Why : Frank Whittle & Rover were in a race with Rolls Royce to provide Jet engines to the RAF. This contract was subsequently awarded to Rolls Royce, leaving Whittle and Rover with their thoughts set on jet-powered cars instead. The first road-going model, launched in 1961, was called the T4 (short for 'Jet Turbine Model #4') and obviously identified one or two (erm - how shall we put this politely ?!) 'potential production problems'. The main ones being, it wasn't fuel efficient enough and (not that I see either as a real problem) it produced 4000 BHP :lol::lol:… .. oh, and it's exhaust gases also tended to scald pedestrians' legs !!

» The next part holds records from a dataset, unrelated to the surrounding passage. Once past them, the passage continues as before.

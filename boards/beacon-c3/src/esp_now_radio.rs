//! `Radio` on top of the esp-wifi ESP-NOW driver
//!
//! Creating the `EspNow` driver starts Wi-Fi in station mode, which is all
//! the interface preparation an ESP32-C3 needs. Region configuration goes
//! straight to the Wi-Fi driver, since esp-wifi has no safe wrapper for it.

use esp_wifi::esp_now::{EspNow, EspNowError, PeerInfo as EspPeerInfo};
use esp_wifi_sys::include::{
    esp_err_t, esp_wifi_set_country, wifi_country_policy_t_WIFI_COUNTRY_POLICY_AUTO,
    wifi_country_policy_t_WIFI_COUNTRY_POLICY_MANUAL, wifi_country_t, ESP_OK,
};
use nowcast::{
    Channel, Country, CountryPolicy, FrameSink, MacAddress, PeerInfo, Radio, Role,
};

/// Transmit power ceiling handed to the regulatory configuration, in dBm
const MAX_TX_POWER_DBM: i8 = 20;

#[derive(Debug, defmt::Format)]
pub enum EspNowRadioError {
    Driver(EspNowError),

    /// `esp_wifi_set_country` returned this status
    Country(esp_err_t),

    /// ESP32-class ESP-NOW has no roles; every station is a combo
    UnsupportedRole(Role),
}

impl From<EspNowError> for EspNowRadioError {
    fn from(e: EspNowError) -> Self {
        EspNowRadioError::Driver(e)
    }
}

pub struct EspNowRadio<'d> {
    esp_now: EspNow<'d>,
    sink: Option<FrameSink>,
}

impl<'d> EspNowRadio<'d> {
    pub fn new(esp_now: EspNow<'d>) -> Self {
        Self {
            esp_now,
            sink: None,
        }
    }
}

impl Radio for EspNowRadio<'_> {
    type Error = EspNowRadioError;

    fn set_country(&mut self, country: &Country) -> Result<(), Self::Error> {
        let wc = wifi_country_t {
            cc: [country.code[0] as _, country.code[1] as _, 0],
            schan: country.first_channel,
            nchan: country.channel_count,
            max_tx_power: MAX_TX_POWER_DBM,
            policy: match country.policy {
                CountryPolicy::Auto => wifi_country_policy_t_WIFI_COUNTRY_POLICY_AUTO,
                CountryPolicy::Manual => wifi_country_policy_t_WIFI_COUNTRY_POLICY_MANUAL,
            },
        };

        let status = unsafe { esp_wifi_set_country(&wc) };
        if status == ESP_OK as esp_err_t {
            Ok(())
        } else {
            Err(EspNowRadioError::Country(status))
        }
    }

    fn set_channel(&mut self, channel: Channel) -> Result<(), Self::Error> {
        self.esp_now.set_channel(channel.number())?;
        Ok(())
    }

    fn init_protocol(&mut self) -> Result<(), Self::Error> {
        // The driver was initialized on construction; make sure it answers
        let version = self.esp_now.version()?;
        defmt::info!("ESP-NOW version {}", version);
        Ok(())
    }

    fn set_role(&mut self, role: Role) -> Result<(), Self::Error> {
        match role {
            Role::Combo => Ok(()),
            other => Err(EspNowRadioError::UnsupportedRole(other)),
        }
    }

    fn add_peer(&mut self, peer: &PeerInfo) -> Result<(), Self::Error> {
        self.esp_now.add_peer(EspPeerInfo {
            peer_address: peer.address.octets(),
            lmk: peer.key,
            channel: Some(peer.channel.number()),
            encrypt: peer.key.is_some(),
        })?;
        Ok(())
    }

    fn register_receiver(&mut self, sink: FrameSink) -> Result<(), Self::Error> {
        self.sink = Some(sink);
        Ok(())
    }

    fn send(&mut self, dest: &MacAddress, payload: &[u8]) -> Result<(), Self::Error> {
        self.esp_now.send(&dest.octets(), payload)?.wait()?;
        Ok(())
    }

    fn service(&mut self) {
        while let Some(received) = self.esp_now.receive() {
            match self.sink.as_mut() {
                Some(sink) => {
                    sink.push(MacAddress::new(received.info.src_address), received.data());
                }
                None => defmt::trace!("No receiver registered, frame dropped"),
            }
        }
    }
}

The production car was launched in 1963, sadly sans the jet engine and with a conventional, 2 litre, four cylinder power-plant. This eventually evolved into a 3.5 litre V8, code-name 'P6B', courtesy of a light-weight, all aluminium, Buick engine (hence the 'B' in the model designation) discarded by General Motors in the mid 1960's due to its cost of manufacture compared with typical, iron-block American lumps and which Rover took-over - with great foresight, as it became the mainstay for Rover, Range Rover, Morgan, TVR and other classic, British marques for the next 35 years !!

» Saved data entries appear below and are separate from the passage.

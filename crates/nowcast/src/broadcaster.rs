//! The broadcast loop
//!
//! Fire-and-forget, at-most-once: every period the current counter goes out
//! to the broadcast address, whatever happened to the previous one. A failed
//! send is printed and counted; it never changes the cadence.

use core::fmt::Write;

use embedded_hal::{delay::DelayNs, digital::OutputPin};
use heapless::String;

use crate::{
    config::BeaconConfig,
    console::{line, print_frame, Console},
    led::StatusLed,
    radio::{FrameDrain, MacAddress, Radio},
};

/// Longest payload a `Counter` renders to ("255")
pub const COUNTER_PAYLOAD_LEN: usize = 3;

/// A counter that wraps silently from 255 to 0
#[derive(Debug, Default, Clone, Copy, PartialEq, Eq)]
#[cfg_attr(feature = "defmt", derive(defmt::Format))]
pub struct Counter(u8);

impl Counter {
    pub const fn new(value: u8) -> Self {
        Self(value)
    }

    pub const fn value(&self) -> u8 {
        self.0
    }

    /// Advance, returning the value before the increment
    pub fn advance(&mut self) -> u8 {
        let old = self.0;
        self.0 = self.0.wrapping_add(1);
        old
    }

    /// Unsigned decimal, no padding, no leading zeros
    pub fn payload(&self) -> String<COUNTER_PAYLOAD_LEN> {
        let mut out = String::new();
        // A u8 never needs more than three digits
        let _ = write!(out, "{}", self.0);
        out
    }
}

/// Send outcome bookkeeping, for diagnostics only
#[derive(Debug, Default, Clone, Copy, PartialEq, Eq)]
#[cfg_attr(feature = "defmt", derive(defmt::Format))]
pub struct SendStats {
    pub sent: u32,
    pub failed: u32,

    /// Failures since the last successful send
    pub consecutive_failures: u32,
}

impl SendStats {
    fn record_success(&mut self) {
        self.sent = self.sent.saturating_add(1);
        self.consecutive_failures = 0;
    }

    fn record_failure(&mut self) {
        self.failed = self.failed.saturating_add(1);
        self.consecutive_failures = self.consecutive_failures.saturating_add(1);
    }
}

/// All state carried from one broadcast to the next
pub struct Broadcaster {
    config: BeaconConfig,
    counter: Counter,
    stats: SendStats,
    inbound: FrameDrain,
}

impl Broadcaster {
    pub fn new(config: BeaconConfig, inbound: FrameDrain) -> Self {
        Self {
            config,
            counter: Counter::default(),
            stats: SendStats::default(),
            inbound,
        }
    }

    pub fn counter(&self) -> Counter {
        self.counter
    }

    pub fn stats(&self) -> SendStats {
        self.stats
    }

    /// Print every frame received since the last call
    pub fn drain_inbound<C: Console>(&mut self, console: &mut C) -> usize {
        let mut count = 0;
        while let Some(frame) = self.inbound.dequeue() {
            print_frame(console, &frame);
            count += 1;
        }
        count
    }

    /// Broadcast the current counter and advance it
    ///
    /// Returns whether the radio accepted the frame.
    pub fn broadcast<R: Radio, C: Console>(&mut self, radio: &mut R, console: &mut C) -> bool {
        let payload = self.counter.payload();
        let value = self.counter.advance();

        match radio.send(&MacAddress::BROADCAST, payload.as_bytes()) {
            Ok(()) => {
                trace!("Sent {}", value);
                self.stats.record_success();
                true
            }
            Err(_) => {
                self.stats.record_failure();
                warn!(
                    "Send of {} failed, {} in a row",
                    value, self.stats.consecutive_failures
                );
                line(console, format_args!("ESP-NOW sending fail!"));
                false
            }
        }
    }

    /// One full period: drain, send, blink, sleep
    pub fn step<R, P, D, C>(
        &mut self,
        radio: &mut R,
        led: &mut StatusLed<P>,
        delay: &mut D,
        console: &mut C,
    ) where
        R: Radio,
        P: OutputPin,
        D: DelayNs,
        C: Console,
    {
        radio.service();
        self.drain_inbound(console);
        self.broadcast(radio, console);

        led.on();
        delay.delay_ms(self.config.led_on_ms);
        led.off();
        delay.delay_ms(self.config.led_off_ms());
    }

    /// Broadcast forever
    pub fn run<R, P, D, C>(
        mut self,
        radio: &mut R,
        led: &mut StatusLed<P>,
        delay: &mut D,
        console: &mut C,
    ) -> !
    where
        R: Radio,
        P: OutputPin,
        D: DelayNs,
        C: Console,
    {
        info!("Broadcasting every {} ms", self.config.period_ms);
        loop {
            self.step(radio, led, delay, console);
        }
    }
}
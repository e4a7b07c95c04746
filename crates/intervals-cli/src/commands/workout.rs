use std::future::Future;
use std::io;
use std::sync::{Arc, Mutex};

use clap::Subcommand;
use intervals_core::storage::save_snapshot;
use intervals_core::workout::{fast_forward, format_clock, tick};
use intervals_core::{
    Autosaver, Command, Config, Event, KeyValueStore, SharedStore, TickDriver, WorkoutStatus,
    WorkoutStore,
};
use serde_json::json;
use tokio::sync::mpsc;

use super::{print_json, CliResult, Session};

#[derive(Subcommand)]
pub enum WorkoutAction {
    /// Start the workout at a timer
    Start {
        #[arg(default_value = "0")]
        index: usize,
    },
    /// Pause the running workout
    Pause,
    /// Resume a paused workout
    Resume,
    /// Reset every timer to its initial value
    Reset,
    /// Finish the active timer now
    Skip,
    /// Advance the running workout by whole seconds
    Tick {
        #[arg(default_value = "1")]
        seconds: u64,
    },
    /// Print the workout state as JSON
    Status,
    /// Drive the workout in real time until it completes or Ctrl-C
    Run,
}

fn status_json(store: &WorkoutStore) -> serde_json::Value {
    let state = store.state();
    json!({
        "status": state.status,
        "activeTimerIndex": state.active_index,
        "elapsed": state.elapsed_ticks,
        "totalDuration": store.total_duration(),
        "timers": store.timer_views(),
    })
}

pub fn run(action: WorkoutAction) -> CliResult {
    let mut session = Session::open()?;

    match action {
        WorkoutAction::Start { index } => {
            session.check_index(index)?;
            print_json(&session.store.dispatch(Command::StartTimer(index)))?;
        }
        WorkoutAction::Pause => {
            if session.store.state().status != WorkoutStatus::Running {
                return Err("workout is not running".into());
            }
            print_json(&session.store.dispatch(Command::ToggleTimer(WorkoutStatus::Paused)))?;
        }
        WorkoutAction::Resume => {
            if session.store.state().status != WorkoutStatus::Paused {
                return Err("workout is not paused".into());
            }
            print_json(&session.store.dispatch(Command::ToggleTimer(WorkoutStatus::Running)))?;
        }
        WorkoutAction::Reset => {
            print_json(&session.store.dispatch(Command::ResetTimerState))?;
        }
        WorkoutAction::Skip => {
            if session.store.state().active_index.is_none() {
                return Err("no active timer".into());
            }
            print_json(&fast_forward(&mut session.store))?;
        }
        WorkoutAction::Tick { seconds } => {
            if !session.store.state().is_running() {
                return Err("workout is not running".into());
            }
            let mut events = Vec::new();
            for _ in 0..seconds {
                events.extend(tick(&mut session.store));
            }
            print_json(&events)?;
        }
        WorkoutAction::Status => {
            print_json(&status_json(&session.store))?;
        }
        WorkoutAction::Run => return run_live(session),
    }

    session.save()?;
    Ok(())
}

fn run_live(mut session: Session) -> CliResult {
    prepare_run(&mut session.store)?;
    let config = Config::load_or_default();
    let Session { kv, store } = session;
    let shared: SharedStore = Arc::new(Mutex::new(store));

    let runtime = tokio::runtime::Builder::new_current_thread()
        .enable_all()
        .build()?;
    runtime.block_on(drive(Arc::clone(&shared), Arc::clone(&kv), &config));

    let store = shared.lock().unwrap_or_else(|poisoned| poisoned.into_inner());
    print_json(&status_json(&store))?;
    save_snapshot(&store, kv.as_ref())?;
    Ok(())
}

fn prepare_run(store: &mut WorkoutStore) -> CliResult {
    match store.state().status {
        WorkoutStatus::Running => {}
        WorkoutStatus::Paused => {
            store.dispatch(Command::ToggleTimer(WorkoutStatus::Running));
        }
        WorkoutStatus::Ready if !store.state().timers.is_empty() => {
            store.dispatch(Command::StartTimer(0));
        }
        WorkoutStatus::Ready => return Err("no timers to run".into()),
        WorkoutStatus::Complete => {
            return Err("workout already complete; reset it first".into())
        }
    }
    Ok(())
}

async fn drive(store: SharedStore, kv: Arc<dyn KeyValueStore>, config: &Config) {
    let (done_tx, done_rx) = mpsc::unbounded_channel::<()>();
    let ticker = TickDriver::spawn(
        Arc::clone(&store),
        config.driver.tick_interval(),
        move |store, events| {
            for event in events {
                if let Ok(line) = serde_json::to_string(event) {
                    println!("{line}");
                }
                if matches!(event, Event::WorkoutCompleted { .. }) {
                    let _ = done_tx.send(());
                }
            }
            if let Some(view) = store.timer_views().into_iter().find(|v| v.is_active) {
                eprint!("\r{} {}   ", view.name, format_clock(view.display_seconds));
            }
        },
    );
    let saver = Autosaver::spawn(Arc::clone(&store), kv, config.driver.autosave_interval());

    match wait_for_finish(done_rx, tokio::signal::ctrl_c()).await {
        Finish::Completed => tracing::info!("workout finished"),
        Finish::Interrupted => tracing::info!("interrupted"),
    }
    eprintln!();

    ticker.cancel().await;
    saver.cancel().await;
}

#[derive(Debug, PartialEq, Eq)]
enum Finish {
    Completed,
    Interrupted,
}

/// Wait for the workout to complete or for `interrupt` to fire. If the
/// interrupt listener cannot be installed, only completion ends the wait.
async fn wait_for_finish<I>(mut done: mpsc::UnboundedReceiver<()>, interrupt: I) -> Finish
where
    I: Future<Output = io::Result<()>>,
{
    let interrupted = async {
        if let Err(e) = interrupt.await {
            tracing::warn!("cannot listen for Ctrl-C: {e}");
            std::future::pending::<()>().await;
        }
    };
    tokio::select! {
        _ = done.recv() => Finish::Completed,
        _ = interrupted => Finish::Interrupted,
    }
}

The last few production runs of the P6 experimentally used the new, 'thermoplastic' paint, destined for the Rover SD1 range that superseded it in June 76, although some V8 P6s weren't delivered to British Leyland dealers until after the SD1's introduction, this particular car - 'Kermit' - being one of them, in its oh-so-period 'Avocado Green', also much beloved of bathroom suite manufacturers at the time !!

The US version of the P6 had triple (Yes- Three !!) air scoops on its bonnet, the central one, directly linked to the A/C system and the outer two to get more air into the crowded engine bay, again designed with a jet engine in mind and not a throbbing V8 and the Californian sun ... .. and talking of the Californian sun, brings me neatly onto the subject of my next thread - but more of that anon !!

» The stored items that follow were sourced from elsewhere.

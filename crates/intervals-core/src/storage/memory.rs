use std::collections::HashMap;
use std::sync::Mutex;

use super::KeyValueStore;
use crate::error::StorageError;

/// In-process key-value store, mainly for tests.
#[derive(Debug, Default)]
pub struct MemoryStore {
    entries: Mutex<HashMap<String, String>>,
}

impl MemoryStore {
    pub fn new() -> Self {
        Self::default()
    }

    fn entries(&self) -> std::sync::MutexGuard<'_, HashMap<String, String>> {
        self.entries.lock().unwrap_or_else(|poisoned| poisoned.into_inner())
    }
}

impl KeyValueStore for MemoryStore {
    fn get(&self, key: &str) -> Result<Option<String>, StorageError> {
        Ok(self.entries().get(key).cloned())
    }

    fn set(&self, key: &str, value: &str) -> Result<(), StorageError> {
        self.entries().insert(key.to_string(), value.to_string());
        Ok(())
    }
}

#[cfg(test)]
mod tests {
    use super::*;

    #[test]
    fn get_returns_last_set_value() {
        let store = MemoryStore::new();
        assert_eq!(store.get("k").unwrap(), None);
        store.set("k", "1").unwrap();
        store.set("k", "2").unwrap();
        assert_eq!(store.get("k").unwrap().as_deref(), Some("2"));
    }
}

That over, it's time for a little OCD

As you can see, she arrived in the rain and it was obvious that she too wasn't particularly protected from the elements.














































My first thoughts including, I wonder if that roof was still water tight & when was it treated last ?










If nothing else now, we knew she hasn't seen any protection in one or two moons.









First things first, a good soak with Valet PRO's wax-safe citrus pre-wash applied from a pump action 5 ltr garden sprayer & left for about 10 minutes to work its magic while the Karcher was set up and Joe, found his wet gear. I really do love this pre-wash and is already a must have. For the last 5 months this has allowed my daily driver to have a regular touchless wash removing 95% of road debris and bird bombs effortlessly.


















Karcher all set up now and time for me to take a sit down for a 'fresh air break' coffee and direct action from a safe distance . This time using Bilt-Hamber Auto-foam & Optimum Car Wash to give us a nice thick covering that lasted a good ten minutes, rinsed down with PW and repeated.


















Washed with 2BM, washmit and Zymol sponge and left. Clayed with Sonus SFX Ultra Fine Detailing Clay & Dodo Born Slippy. Kermit devoured two full bars but the difference to the touch was amazing & justified the effort.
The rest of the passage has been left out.